▸ Exercise objective
Look through the listing below for the string "only". Show each line where it occurs.

-----

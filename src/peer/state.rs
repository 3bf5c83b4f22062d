use crate::config::CallConfig;
use crate::error::{CallError, Result};
use crate::logger::Emitter;
use crate::peer::connection::{SignalSender, TransportFactory, TransportSignal};
use crate::peer::ice::{assemble_ice_servers, EarlyArrivals};
use crate::peer::registry::PeerRegistry;
use crate::peer::types::{IceServer, LocalMedia, Participant, TrackHandle};
use crate::signaling::{Endpoint, HttpMethod, SignalingChannel, SignalingResponse};
use parking_lot::Mutex;
use serde_json::Value;
use std::collections::HashMap;
use std::sync::atomic::{AtomicBool, Ordering};
use std::sync::Arc;
use tokio::sync::mpsc;
use tokio::task::JoinHandle;

/// Local call progress. Diagnostic only.
#[derive(Debug, Clone, Copy, Default, PartialEq, Eq)]
pub enum CallState {
    #[default]
    NoCall,
    ProcessingCall,
    InCall,
}

/// Everything one Session owns. Guarded by a single lock that is never held
/// across an await point.
#[derive(Debug)]
pub struct SessionState {
    pub local_user: Option<Participant>,
    pub session_id: Option<String>,
    pub call_state: CallState,
    /// Monotonic for the lifetime of a Session.
    pub publisher_ready: bool,
    pub connected: bool,
    pub registry: PeerRegistry,
    pub early: EarlyArrivals,
    /// TURN credentials fetched for the local user.
    pub turn_servers: Vec<IceServer>,
    pub local_media: Option<LocalMedia>,
    /// Remote tracks by participant id.
    pub remote_tracks: HashMap<String, Vec<TrackHandle>>,
}

impl SessionState {
    pub fn new(max_early_candidates: usize) -> Self {
        Self {
            local_user: None,
            session_id: None,
            call_state: CallState::NoCall,
            publisher_ready: false,
            connected: false,
            registry: PeerRegistry::new(),
            early: EarlyArrivals::new(max_early_candidates),
            turn_servers: Vec::new(),
            local_media: None,
            remote_tracks: HashMap::new(),
        }
    }

    pub fn local_id(&self) -> Option<&str> {
        self.local_user
            .as_ref()
            .map(|u| u.id.as_str())
            .filter(|id| !id.is_empty())
    }

    pub fn is_local(&self, participant_id: &str) -> bool {
        self.local_id() == Some(participant_id)
    }

    /// Session id and local id, both required by every in-call request.
    pub fn call_ids(&self) -> Result<(String, String)> {
        let session_id = self
            .session_id
            .clone()
            .ok_or_else(|| CallError::InvalidState("no active session".into()))?;
        let local_id = self
            .local_id()
            .map(str::to_owned)
            .ok_or_else(|| CallError::InvalidState("local user is not set".into()))?;
        Ok((session_id, local_id))
    }

    /// Flips publisher-ready and returns the join backlog, only on the
    /// first transition.
    pub fn mark_publisher_ready(&mut self) -> Option<Vec<Participant>> {
        if self.publisher_ready {
            return None;
        }
        self.publisher_ready = true;
        Some(self.early.flush_all())
    }

    /// Resets per-Session state for a fresh join.
    pub fn begin_session(&mut self, session_id: String) {
        self.session_id = Some(session_id);
        self.publisher_ready = false;
        self.early.clear();
        let local_id = self.local_id().map(str::to_owned);
        self.registry.set_local_id(local_id);
    }

    pub fn end_session(&mut self) {
        self.session_id = None;
        self.publisher_ready = false;
        self.connected = false;
        self.early.clear();
        self.call_state = CallState::NoCall;
    }
}

/// Shared by the public facade, the polling task and the transport signal pump.
pub struct CallContext {
    pub config: CallConfig,
    pub signaling: Arc<dyn SignalingChannel>,
    pub transports: Arc<dyn TransportFactory>,
    pub emitter: Emitter,
    pub state: Mutex<SessionState>,
    pub stop: AtomicBool,
    pub poll_task: Mutex<Option<JoinHandle<()>>>,
    pub signal_tx: SignalSender,
    pub signal_rx: Mutex<Option<mpsc::UnboundedReceiver<TransportSignal>>>,
}

impl CallContext {
    pub fn new(
        config: CallConfig,
        signaling: Arc<dyn SignalingChannel>,
        transports: Arc<dyn TransportFactory>,
        emitter: Emitter,
    ) -> Self {
        let (signal_tx, signal_rx) = mpsc::unbounded_channel();
        let state = SessionState::new(config.max_early_candidates);
        Self {
            config,
            signaling,
            transports,
            emitter,
            state: Mutex::new(state),
            stop: AtomicBool::new(true),
            poll_task: Mutex::new(None),
            signal_tx,
            signal_rx: Mutex::new(Some(signal_rx)),
        }
    }

    pub async fn send(
        &self,
        endpoint: Endpoint,
        payload: Option<Value>,
        method: HttpMethod,
    ) -> Result<SignalingResponse> {
        self.signaling.send(&endpoint, payload, method).await
    }

    pub fn call_ids(&self) -> Result<(String, String)> {
        self.state.lock().call_ids()
    }

    pub fn ice_servers(&self) -> Vec<IceServer> {
        let state = self.state.lock();
        assemble_ice_servers(&self.config.ice_servers, &state.turn_servers)
    }

    pub fn is_stopped(&self) -> bool {
        self.stop.load(Ordering::SeqCst)
    }

    pub fn set_stopped(&self, stopped: bool) {
        self.stop.store(stopped, Ordering::SeqCst);
    }

    /// Aborts the pending fetch, if any.
    pub fn cancel_polling(&self) {
        self.set_stopped(true);
        if let Some(handle) = self.poll_task.lock().take() {
            handle.abort();
        }
    }
}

-----

▸ Answer to the exercise
/// Local call progress. Diagnostic only.
    /// Flips publisher-ready and returns the join backlog, only on the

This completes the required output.